Explained another way, if we carve up the sample space into a finite number of disjoint subsets, measure each of the \(K\) finite subsets, and scale the measure by a postive parameter \(\alpha\), then the scaled measures could be used for a Dirichlet distribution. Now, if a distribution \(G\) is described by a Dirichlet distribute whose concentration parameters are these scaled measures for all possible finite measurable partitions, then \(G \sim DP(\alpha, G_0)\).

Definition via Normalized Gamma Processes

TODO

Definition via De Finetti’s Theorem

The DP can also be defined using the Blackwell-MacQueen urn scheme

Properties

Each sample path (draw) from a Dirichlet Process is a discrete distribution
The mean \(\mathbb{E}[G(A_k)] = \mathbb{E}[G_0(A_k)]\). Proof:

\[\begin{align*} \mathbb{E}[G(A_k)] &= \frac{\alpha G_0(A_k)}{\sum_i \alpha G_0(A_i)}\\ &= \frac{G_0(A_k)}{\sum_i G_0(A_i)}\\ &= \mathbb{E}[G_0(A_k)] \end{align*}\]

The variance \(\mathbb{V}[G(A_k)] = G_0(A_k)(1 - G_0(A_k))/(1 + \alpha)\). Proof:
Posterior inference: Let \(G \sim DP(\alpha, G_0)\). Since \(G\) is a (random) distribution, we can sample from it. Let \(\theta_1, ..., \theta_N \sim_{i.i.d} G\), where \(N\) is the total number of samples. Then the posterior of \(G\) is given by:

\[G | \theta_1, ..., \theta_N \sim DP \Big(\alpha + N, \frac{\alpha}{\alpha + N} G_0 + \frac{N}{\alpha + N} \frac{1}{N}\sum_{n=1}^N \delta_{\theta_n} \Big)\]

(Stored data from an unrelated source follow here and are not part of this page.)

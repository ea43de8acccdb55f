use crate::config::Value;
use std::borrow::Borrow;
use std::collections::BTreeMap;
use std::fmt;
use std::ops::Range;

/// Sparse memory; addresses never written read as zero.
#[derive(Debug, Default)]
pub struct Memory {
    cells: BTreeMap<Value, Value>,
}

#[derive(Clone, Copy, Debug, PartialEq, Eq)]
pub struct DumpRecord {
    pub address: Value,
    pub value: Value,
}

impl Memory {
    pub fn new() -> Memory {
        Memory::default()
    }

    pub fn get(&self, address: Value) -> Value {
        self.cells.get(&address).cloned().unwrap_or(0)
    }

    pub fn put(&mut self, address: Value, value: Value) {
        debug!("put address={} value={}", address, value);
        self.cells.insert(address, value);
    }

    /// Number of cells written so far.
    pub fn len(&self) -> usize {
        self.cells.len()
    }

    pub fn is_empty(&self) -> bool {
        self.cells.is_empty()
    }

    /// One record per address of `[lo, hi)`, ascending, produced lazily.
    pub fn dump(&self, lo: Value, hi: Value) -> Dump<&Memory> {
        Dump::new(self, lo, hi)
    }
}

/// Lazy memory dump over a half-open address range. Owns its memory when
/// built from a finished `VM`.
#[derive(Debug)]
pub struct Dump<M: Borrow<Memory>> {
    memory: M,
    addresses: Range<Value>,
}

impl<M: Borrow<Memory>> Dump<M> {
    pub fn new(memory: M, lo: Value, hi: Value) -> Self {
        if lo > hi {
            warn!("empty memory range [{}, {})", lo, hi);
        }

        Dump {
            memory: memory,
            addresses: lo..hi,
        }
    }
}

impl<M: Borrow<Memory>> Iterator for Dump<M> {
    type Item = DumpRecord;

    fn next(&mut self) -> Option<DumpRecord> {
        let address = self.addresses.next()?;
        Some(DumpRecord {
            address: address,
            value: self.memory.borrow().get(address),
        })
    }
}

impl fmt::Display for DumpRecord {
    fn fmt(&self, f: &mut fmt::Formatter) -> fmt::Result {
        write!(f, "{},{}", self.address, self.value)
    }
}
use crate::config::*;
use crate::error::{Error, Result};
use crate::utils::data_to_hex;
use std::fmt;
use std::io::Write;

pub mod instruction;
pub mod memory;
pub mod opcodes;

use self::instruction::*;
use self::memory::*;
use self::opcodes::*;

#[derive(Clone, Copy, Debug, PartialEq, Eq)]
pub enum State {
    Running,
    Done,
}

pub struct VM {
    program: Data,
    pc: usize,

    stack: Vec<Value>,
    memory: Memory,

    state: State,
}

impl VM {
    pub fn new(program: Data) -> Self {
        VM {
            program: program,
            pc: 0,
            stack: vec![],
            memory: Memory::new(),
            state: State::Running,
        }
    }

    pub fn run(&mut self) -> Result<()> {
        check_length(&self.program)?;

        while self.state == State::Running {
            if self.pc < self.program.len() {
                let offset = self.fetch();
                let instruction = self.decode(offset)?;
                self.execute(offset, instruction)?;
            } else {
                self.state = State::Done;
            }
        }

        info!("executed {} instructions, {} memory cells written",
              self.program.len() / INSTRUCTION_SIZE,
              self.memory.len());

        Ok(())
    }

    pub fn stack(&self) -> &[Value] {
        &self.stack
    }

    pub fn memory(&self) -> &Memory {
        &self.memory
    }

    pub fn program(&self) -> DataSlice {
        &self.program
    }

    pub fn state(&self) -> State {
        self.state
    }

    pub fn dump(&self, lo: Value, hi: Value) -> Dump<&Memory> {
        self.memory.dump(lo, hi)
    }

    pub fn into_dump(self, lo: Value, hi: Value) -> Dump<Memory> {
        Dump::new(self.memory, lo, hi)
    }

    fn fetch(&mut self) -> usize {
        let offset = self.pc;
        self.pc += INSTRUCTION_SIZE;
        debug_assert_le!(self.pc, self.program.len());
        debug!("fetch {:?}", self);
        offset
    }

    fn decode(&self, offset: usize) -> Result<Instruction> {
        let instruction = Instruction::decode(&self.program, offset)?;
        debug!("decode {}", instruction);
        Ok(instruction)
    }

    fn execute(&mut self, offset: usize, instruction: Instruction) -> Result<()> {
        let Instruction { opcode, operand } = instruction;
        let operand = Value::from(operand);

        match opcode {
            Opcode::LoadConst => {
                self.stack_push(operand);
            }
            Opcode::ReadMem => {
                let base = self.stack_pop(offset, opcode)?;
                let value = self.memory.get(base + operand);
                self.stack_push(value);
            }
            Opcode::WriteMem => {
                let value = self.stack_pop(offset, opcode)?;
                let address = self.stack_pop(offset, opcode)?;
                self.memory.put(address, value);
            }
            Opcode::ShiftRight => {
                let b = self.stack_pop(offset, opcode)?;
                let a = self.stack_pop(offset, opcode)?;
                let value = shift_right(a, b).ok_or(Error::InvalidShift {
                    offset: offset,
                    amount: b,
                })?;
                self.stack_push(value);
            }
        }

        debug!("execute {:?}", self);
        Ok(())
    }

    fn stack_pop(&mut self, offset: usize, opcode: Opcode) -> Result<Value> {
        self.stack.pop().ok_or(Error::StackUnderflow {
            offset: offset,
            operation: opcode.mnemonic(),
        })
    }

    fn stack_push(&mut self, value: Value) {
        self.stack.push(value);
    }
}

impl fmt::Debug for VM {
    fn fmt(&self, f: &mut fmt::Formatter) -> fmt::Result {
        let stack = self.stack
            .iter()
            .map(|i| i.to_string())
            .collect::<Vec<String>>()
            .join(" ");

        write!(f,
               "PC={} state={:?} stack=[{}] program=[{}]",
               to_hex!(self.pc, Word),
               self.state,
               stack,
               data_to_hex(&self.program))
    }
}

/// Arithmetic shift; `None` for a negative amount.
fn shift_right(a: Value, b: Value) -> Option<Value> {
    if b < 0 {
        None
    } else if b >= Value::from(Value::BITS) {
        Some(if a < 0 { -1 } else { 0 })
    } else {
        Some(a >> b)
    }
}

/// Runs `program` to completion; the returned dump of `[lo, hi)` is lazy.
pub fn execute(program: Data, lo: Value, hi: Value) -> Result<Dump<Memory>> {
    let mut vm = VM::new(program);
    vm.run()?;
    Ok(vm.into_dump(lo, hi))
}

pub fn write_dump<I, W>(records: I, mut output: W) -> Result<()>
    where I: IntoIterator<Item = DumpRecord>,
          W: Write
{
    for record in records {
        writeln!(output, "{}", record)?;
    }
    output.flush()?;
    Ok(())
}
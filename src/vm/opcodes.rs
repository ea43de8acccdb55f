use std::fmt;

pub const READ_MEM: u8 = 19;    // memory -> stack
pub const LOAD_CONST: u8 = 72;
pub const SHIFT_RIGHT: u8 = 74;
pub const WRITE_MEM: u8 = 85;   // stack -> memory

#[derive(Clone, Copy, Debug, PartialEq, Eq, Hash)]
pub enum Opcode {
    LoadConst,
    ReadMem,
    WriteMem,
    ShiftRight,
}

/// The one table both the assembler and the interpreter consult.
pub static OPCODES: [(&str, u8, Opcode); 4] = [
    ("LOAD_CONST", LOAD_CONST, Opcode::LoadConst),
    ("READ_MEM", READ_MEM, Opcode::ReadMem),
    ("WRITE_MEM", WRITE_MEM, Opcode::WriteMem),
    ("SHIFT_RIGHT", SHIFT_RIGHT, Opcode::ShiftRight),
];

impl Opcode {
    pub fn lookup(mnemonic: &str) -> Option<Opcode> {
        OPCODES.iter()
            .find(|&&(name, _, _)| name == mnemonic)
            .map(|&(_, _, opcode)| opcode)
    }

    pub fn from_tag(tag: u8) -> Option<Opcode> {
        OPCODES.iter()
            .find(|&&(_, t, _)| t == tag)
            .map(|&(_, _, opcode)| opcode)
    }

    pub fn tag(self) -> u8 {
        self.entry().1
    }

    pub fn mnemonic(self) -> &'static str {
        self.entry().0
    }

    fn entry(self) -> &'static (&'static str, u8, Opcode) {
        match self {
            Opcode::LoadConst => &OPCODES[0],
            Opcode::ReadMem => &OPCODES[1],
            Opcode::WriteMem => &OPCODES[2],
            Opcode::ShiftRight => &OPCODES[3],
        }
    }
}

impl fmt::Display for Opcode {
    fn fmt(&self, f: &mut fmt::Formatter) -> fmt::Result {
        f.write_str(self.mnemonic())
    }
}
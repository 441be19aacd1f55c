//! Integration tests for DrillConfig defaults and serialization.

use gridkata_core::DrillConfig;

// ---------------------------------------------------------------------------
// Defaults
// ---------------------------------------------------------------------------

#[test]
fn default_values_match_the_exercises() {
    let cfg = DrillConfig::default();
    assert_eq!(cfg.fill_shape, (3, 4));
    assert_eq!(cfg.fill_value, 1.0);
    assert_eq!(cfg.source_shape, (6, 6));
    assert_eq!(cfg.block_rows, 3);
    assert_eq!(cfg.block_cols, 4);
    assert_eq!(cfg.cube_side, 4);
    assert_eq!(cfg.seq_len, 200);
    assert_eq!(cfg.seq_start, 0.05);
    assert_eq!(cfg.seq_stop, 10.0);
    assert_eq!(cfg.overwrite_stride, 15);
    assert_eq!(cfg.overwrite_value, 15.0);
}

// ---------------------------------------------------------------------------
// Serialization
// ---------------------------------------------------------------------------

#[test]
fn config_serializes_to_json() {
    let cfg = DrillConfig::default();
    let json = serde_json::to_string_pretty(&cfg).unwrap();
    assert!(json.contains("fill_shape"));
    assert!(json.contains("overwrite_stride"));
}

#[test]
fn config_round_trips_json() {
    let cfg = DrillConfig::default();
    let json = serde_json::to_string(&cfg).unwrap();
    let cfg2: DrillConfig = serde_json::from_str(&json).unwrap();
    assert_eq!(cfg.fill_shape, cfg2.fill_shape);
    assert_eq!(cfg.seq_len, cfg2.seq_len);
    assert!((cfg.seq_start - cfg2.seq_start).abs() < 1e-12);
    assert_eq!(cfg.overwrite_stride, cfg2.overwrite_stride);
}

#[test]
fn empty_json_object_uses_defaults() {
    let cfg: DrillConfig = serde_json::from_str("{}").unwrap();
    assert_eq!(cfg.seq_len, 200);
    assert_eq!(cfg.cube_side, 4);
}

#[test]
fn partial_json_overrides_single_field() {
    let cfg: DrillConfig = serde_json::from_str(r#"{"cube_side": 3}"#).unwrap();
    assert_eq!(cfg.cube_side, 3);
    assert_eq!(cfg.seq_len, 200);
}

where \(\delta_{\theta_n}\) is a Dirac measure located at \(\theta_n\). Intuitively, the posterior’s concentration parameter is the sum of the pseudo-observations \(\alpha\) and the real observations \(N\), and the base distribution becomes a weighted average of the prior distribution \(G_0\) and the empirical distribution \(\frac{1}{N} \sum_{n=1}^N \delta_{\theta_n}\).

Relation to Other Stochastic Processes

Blackwell-MacQueen Urn Scheme

The Blackwell-MacQueen Urn scheme describes the posterior predictive distribution of samples from a distribution sampled from a DP. Specifically, suppose we have the following generative model:

\[\begin{align*} G &\sim DP(\alpha, G_0)\\ \theta_1, ..., \theta_N &\sim_{i.i.d.} G \end{align*}\]

and we want to know the posterior predictive distribution

\[P(\theta_{N+1} | \theta_1, ..., \theta_N)\]

This posterior predictive distribution is described by the Blackwell-MacQueen urn scheme, which marginalizes out the random distribution \(G\):

\[\begin{align*} p(\theta_{N+1} \in A | \theta_1, ..., \theta_N) &= \int p(\theta_{N+1} \in A | G) p(G | \theta_1, ..., \theta_N) dG\\ &= \int G(A) p(G | \theta_1, ..., \theta_N) dG\\ &= \mathbb{E}[G(A) | \theta_1, ..., \theta_N]\\ &= \frac{\alpha}{\alpha + N} G_0(A) + \frac{N}{\alpha + N} \frac{1}{N} \sum_{n=1}^N \delta_{\theta_n}(A)\\ &= \frac{1}{\alpha + n} \Big( \alpha G_0(A) + \sum_{n=1}^N \delta_{\theta_n}(A) \Big) \end{align*}\]

where the expected value of \(G(A)|\theta_1, ..., \theta_N\) is given by the expected value of the Dirichlet distribution.

The Blackwell-MacQueen Urn Scheme is an infinite-color generalization of the Polya urn scheme, which in contrast has only two

Chinese Restaurant Process

GEM Distribution

The GEM distribution describes the ordered weights of the Dirichlet process. More specifically, given \(G \sim DP(\alpha, G_0)\), we can write

\[G := \sum_{k=1}^{\infty} \beta_k \delta_{\phi_k}\]

The sequence of decreasing \((\beta_k)_k\) obeys a \(GEM(\alpha)\) distribution.